*** Begin section ***

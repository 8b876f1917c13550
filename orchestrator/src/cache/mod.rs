//! Two-tier cache of composite fingerprints.
//!
//! The memory tier is always present. The durable tier is opened on first use
//! and only when `cache.storage` asks for it; if opening fails the cache stays
//! memory-only for the rest of its life. Policy values (`cache.ttl`,
//! `cache.maxSize`, `cache.storage`) are read from the configuration on every
//! operation.

mod durable;
mod memory;

use crate::{
    fingerprint::CachedFingerprint,
    hashing::{
        canonical_json,
        FingerprintHasher,
    },
};
pub use durable::{
    DurableTier,
    FileTier,
};
use envprint_config::ConfigStore;
use eyre::Result;
use memory::MemoryTier;
use serde::{
    Deserialize,
    Serialize,
};
use serde_json::Value;
use std::{
    path::PathBuf,
    sync::{
        Arc,
        Mutex,
        PoisonError,
    },
};
use strum::{
    Display,
    EnumIter,
    EnumString,
};

pub const DEFAULT_TTL_MS: u64 = 3_600_000;
pub const DEFAULT_MAX_SIZE: usize = 100;

#[derive(Debug, Clone, PartialEq, Serialize, Deserialize)]
#[serde(rename_all = "camelCase")]
pub struct CacheEntry {
    pub key: String,
    pub payload: CachedFingerprint,
    pub inserted_at_millis: i64,
}

impl CacheEntry {
    pub fn is_fresh(&self, now: i64, ttl_ms: u64) -> bool {
        now.saturating_sub(self.inserted_at_millis) < i64::try_from(ttl_ms).unwrap_or(i64::MAX)
    }
}

#[derive(Debug, Default, Clone, Copy, Display, EnumIter, EnumString, PartialEq, Eq, Serialize, Deserialize)]
#[serde(rename_all = "lowercase")]
#[strum(serialize_all = "lowercase")]
pub enum StorageMode {
    #[default]
    Memory,
    File,
}

#[derive(Debug, Clone, PartialEq, Serialize)]
#[serde(rename_all = "camelCase")]
pub struct CachePolicy {
    pub enabled: bool,
    pub ttl_ms: u64,
    pub max_size: usize,
    pub storage: StorageMode,
}

impl CachePolicy {
    pub fn from_config(config: &ConfigStore) -> Self {
        let storage_name = config.get("cache.storage", StorageMode::Memory.to_string());
        let storage = storage_name.parse().unwrap_or_else(|_| {
            warn!(storage = %storage_name, "unsupported cache storage mode, using memory only");
            StorageMode::Memory
        });
        Self {
            enabled: config.get("cache.enabled", true),
            ttl_ms: config.get("cache.ttl", DEFAULT_TTL_MS),
            max_size: config.get("cache.maxSize", DEFAULT_MAX_SIZE),
            storage,
        }
    }
}

/// Read-only diagnostic view.
#[derive(Debug, Clone, PartialEq, Serialize)]
#[serde(rename_all = "camelCase")]
pub struct CacheStats {
    pub memory_entries: usize,
    pub durable_ready: bool,
    pub policy: CachePolicy,
}

#[derive(Debug)]
enum DurableState {
    Pending,
    Ready(Arc<dyn DurableTier>),
    Unavailable,
}

#[derive(Debug, Clone)]
pub struct ResultCache {
    config: ConfigStore,
    hasher: Arc<dyn FingerprintHasher>,
    data_dir: PathBuf,
    memory: Arc<Mutex<MemoryTier>>,
    durable: Arc<Mutex<DurableState>>,
}

impl ResultCache {
    /// `data_dir` is where the file tier lives if `cache.storage` is `file`.
    pub fn new(config: ConfigStore, hasher: Arc<dyn FingerprintHasher>, data_dir: impl Into<PathBuf>) -> Self {
        Self {
            config,
            hasher,
            data_dir: data_dir.into(),
            memory: Default::default(),
            durable: Arc::new(Mutex::new(DurableState::Pending)),
        }
    }

    /// Uses `tier` as the durable tier whenever `cache.storage` is not
    /// `memory`.
    pub fn with_durable_tier(
        config: ConfigStore,
        hasher: Arc<dyn FingerprintHasher>,
        tier: Arc<dyn DurableTier>,
    ) -> Self {
        let cache = Self::new(config, hasher, PathBuf::new());
        *cache.durable.lock().unwrap_or_else(PoisonError::into_inner) = DurableState::Ready(tier);
        cache
    }

    pub fn policy(&self) -> CachePolicy {
        CachePolicy::from_config(&self.config)
    }

    /// Canonical serialization of `stable_components` run through the hasher.
    pub fn generate_cache_key(&self, stable_components: &Value) -> Result<String> {
        self.hasher.hash(&canonical_json(stable_components)?)
    }

    pub fn get(&self, key: &str) -> Option<CachedFingerprint> {
        let policy = self.policy();
        let now = now_millis();

        if let Some(entry) = self.memory().get_fresh(key, now, policy.ttl_ms) {
            trace!(key, "memory cache hit");
            return Some(entry.payload.clone());
        }

        let tier = self.durable_tier(&policy)?;
        match tier.get(key) {
            Ok(Some(entry)) if entry.is_fresh(now, policy.ttl_ms) => {
                debug!(key, "durable cache hit, promoting to memory");
                let payload = entry.payload.clone();
                self.memory().insert(entry, policy.max_size);
                Some(payload)
            }
            Ok(Some(_)) => {
                debug!(key, "durable cache entry expired");
                if let Err(err) = tier.delete(key) {
                    warn!(key, "failed to delete expired durable cache entry: {err}");
                }
                None
            }
            Ok(None) => None,
            Err(err) => {
                warn!(key, "durable cache read failed: {err}");
                None
            }
        }
    }

    pub fn set(&self, key: &str, payload: CachedFingerprint) {
        let policy = self.policy();
        let entry = CacheEntry {
            key: key.to_string(),
            payload,
            inserted_at_millis: now_millis(),
        };

        let evicted = self.memory().insert(entry.clone(), policy.max_size);
        if !evicted.is_empty() {
            debug!(?evicted, "evicted oldest cache entries");
        }

        if let Some(tier) = self.durable_tier(&policy) {
            prune_durable(tier.as_ref(), entry.inserted_at_millis, policy.ttl_ms);
            if let Err(err) = tier.put(&entry) {
                warn!(key, "durable cache write failed: {err}");
            }
        }
    }

    pub fn delete(&self, key: &str) {
        self.memory().remove(key);
        if let Some(tier) = self.durable_tier(&self.policy()) {
            if let Err(err) = tier.delete(key) {
                warn!(key, "durable cache delete failed: {err}");
            }
        }
    }

    pub fn clear(&self) {
        self.memory().clear();
        if let Some(tier) = self.durable_tier(&self.policy()) {
            if let Err(err) = tier.clear() {
                warn!("durable cache clear failed: {err}");
            }
        }
    }

    pub fn stats(&self) -> CacheStats {
        let durable_ready = matches!(
            *self.durable.lock().unwrap_or_else(PoisonError::into_inner),
            DurableState::Ready(_)
        );
        CacheStats {
            memory_entries: self.memory().len(),
            durable_ready,
            policy: self.policy(),
        }
    }

    /// Memory-tier keys in insertion order.
    pub fn memory_keys(&self) -> Vec<String> {
        self.memory().keys()
    }

    fn memory(&self) -> std::sync::MutexGuard<'_, MemoryTier> {
        self.memory.lock().unwrap_or_else(PoisonError::into_inner)
    }

    fn durable_tier(&self, policy: &CachePolicy) -> Option<Arc<dyn DurableTier>> {
        if policy.storage == StorageMode::Memory {
            return None;
        }

        let mut state = self.durable.lock().unwrap_or_else(PoisonError::into_inner);
        if let DurableState::Pending = *state {
            *state = match open_durable_tier(policy.storage, &self.data_dir) {
                Ok(tier) => {
                    info!(storage = %policy.storage, "durable cache tier ready");
                    prune_durable(tier.as_ref(), now_millis(), policy.ttl_ms);
                    DurableState::Ready(tier)
                }
                Err(err) => {
                    warn!(storage = %policy.storage, "durable cache tier unavailable, using memory only: {err}");
                    DurableState::Unavailable
                }
            };
        }

        match &*state {
            DurableState::Ready(tier) => Some(tier.clone()),
            _ => None,
        }
    }
}

fn open_durable_tier(storage: StorageMode, data_dir: &std::path::Path) -> Result<Arc<dyn DurableTier>> {
    match storage {
        StorageMode::File => Ok(Arc::new(FileTier::open(data_dir)?)),
        StorageMode::Memory => Err(eyre::eyre!("memory storage has no durable tier")),
    }
}

fn prune_durable(tier: &dyn DurableTier, now: i64, ttl_ms: u64) {
    match tier.prune(now, ttl_ms) {
        Ok(0) => {}
        Ok(removed) => debug!(removed, "pruned expired durable cache entries"),
        Err(err) => warn!("durable cache prune failed: {err}"),
    }
}

pub(crate) fn now_millis() -> i64 {
    chrono::Utc::now().timestamp_millis()
}
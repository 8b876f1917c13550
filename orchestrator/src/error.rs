/// The only failure `collect()` reports. Individual probe failures never
/// surface here.
#[derive(thiserror::Error, Debug)]
pub enum CollectError {
    #[error("Serializing the collected components failed: {0}")]
    Serialize(#[from] serde_json::Error),
    #[error("Hashing the collected components failed: {0}")]
    Hashing(eyre::Report),
}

*** End section ***

Task goal =
For each line above that contains the word "delete", make a copy.

Answer to this task =
                if let Err(err) = tier.delete(key) {
                    warn!(key, "failed to delete expired durable cache entry: {err}");
    pub fn delete(&self, key: &str) {
            if let Err(err) = tier.delete(key) {
                warn!(key, "durable cache delete failed: {err}");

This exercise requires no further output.